Now I’m going to compare this rate with the federal U.S. minimum wage, which has recently come under fire for being too low, so keep that in mind. The minimum wage rate is $7.25 an hour. That means you need to write 1450 words an hour to be making the same amount you would be making at a Burger King. The average human words per minute rate of typing is 19 words per minute for composition. If a person typed continuously, with absolutely no breaks, no editing checks, no time to play games to write articles about, they would be able to write 1140 words an hour that rate. Not that’s BELOW THE MINIMUM WAGE! Factor in the fact that most places DO require you to edit your own work, and you start to see a problem. Even at professional typist speeds of 50-80 words per minute, and that’s for transcription, not composition, it’s difficult to earn a living wage at these rates.

Now let’s look at word count. To make up the minimum wage, you’d need to write 1,450 words an hour nonstop. That means you’d write 11,600 words in a week! According to Amazon, the average book length is 64,000 words. That means at 58,000 words written a week to get minimum wage pay out of this game journalism job, you’d almost be writing a full novel EVERY WEEK OF YOUR LIFE! I hate to break it to you, but the human mind just does not work that way.

So we see that these criminally low rate jobs are really just a way for some companies to use freelancers to break minimum wage standards, which is not only amoral, it’s borderline criminal. But what about the other promises of game journalism jobs? What about being “paid in games?”

There are a couple problems with this actually.
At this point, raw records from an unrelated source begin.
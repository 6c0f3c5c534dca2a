use bigdecimal::BigDecimal;
use chrono::{DateTime, Utc};
use uuid::Uuid;

/// Why a wallet balance moved.
#[derive(Debug, Clone, Copy, PartialEq, Eq)]
pub enum WalletTxnType {
    Recharge,
    OrderPayment,
    OrderUnwind,
    OrderRefund,
    LatePayment,
    CommissionPayout,
    Adjustment,
}

impl WalletTxnType {
    pub fn as_str(&self) -> &'static str {
        match self {
            WalletTxnType::Recharge => "recharge",
            WalletTxnType::OrderPayment => "order_payment",
            WalletTxnType::OrderUnwind => "order_unwind",
            WalletTxnType::OrderRefund => "order_refund",
            WalletTxnType::LatePayment => "late_payment",
            WalletTxnType::CommissionPayout => "commission_payout",
            WalletTxnType::Adjustment => "adjustment",
        }
    }
}

/// Idempotency references. One wallet movement per reference, ever.
pub mod reference {
    pub fn order_payment(order_no: &str) -> String {
        format!("order-pay:{}", order_no)
    }

    pub fn order_unwind(order_no: &str) -> String {
        format!("order-unwind:{}", order_no)
    }

    pub fn order_refund(order_no: &str) -> String {
        format!("order-refund:{}", order_no)
    }

    pub fn recharge(recharge_no: &str) -> String {
        format!("recharge:{}", recharge_no)
    }

    pub fn late_payment(payment_no: &str) -> String {
        format!("late-payment:{}", payment_no)
    }

    pub fn commission_payout(withdraw_request_id: uuid::Uuid) -> String {
        format!("affiliate-withdraw:{}", withdraw_request_id)
    }
}

#[derive(Debug, Clone)]
pub struct WalletTransactionView {
    pub id: Uuid,
    pub user_id: Uuid,
    pub txn_type: String,
    /// Signed: credits positive, debits negative.
    pub amount: BigDecimal,
    pub balance_before: BigDecimal,
    pub balance_after: BigDecimal,
    pub reference: String,
    pub order_id: Option<Uuid>,
    pub created_at: DateTime<Utc>,
}

/// Outcome of a credit or debit.
#[derive(Debug, Clone)]
pub struct WalletPosting {
    pub transaction: WalletTransactionView,
    /// False when the reference had already been posted.
    pub applied: bool,
}

#[derive(Debug, Clone)]
pub struct WalletSummary {
    pub user_id: Uuid,
    pub balance: BigDecimal,
    pub transactions: Vec<WalletTransactionView>,
}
First of all, games that you review as a game journalist are a business expense if they come out of your own money. They are a thing you need to have to do your job. When doing your taxes, you can deduct business expenses from your income, and this isn’t just for game journalists. This is for pretty much every job in the U.S. So you really can’t count games as “income.”

Furthermore, 90% of the time your publication isn’t actually paying for these games. Review copies tend to come from publishers or developers and are sent to review outlets for free. No money has been spent on letting you review that game, at least not by your place of employment.

Finally, the ability to keep these games is also kind of a scam. Most game journalists get to keep the games they play. Publishers don’t ask for these games back. If your place of employment asks you to return the games that publishers sent to them for review (for the sake of giveaways or promotions or whatever), and they pay you less than the cost of the game in the store, they are actually making more money on you than they would if they just bought the game! They have received a copy of a game, and paying less than retail price for it, AND getting a review out of it which will bring in ad revenue, and what did you get? 20 bucks?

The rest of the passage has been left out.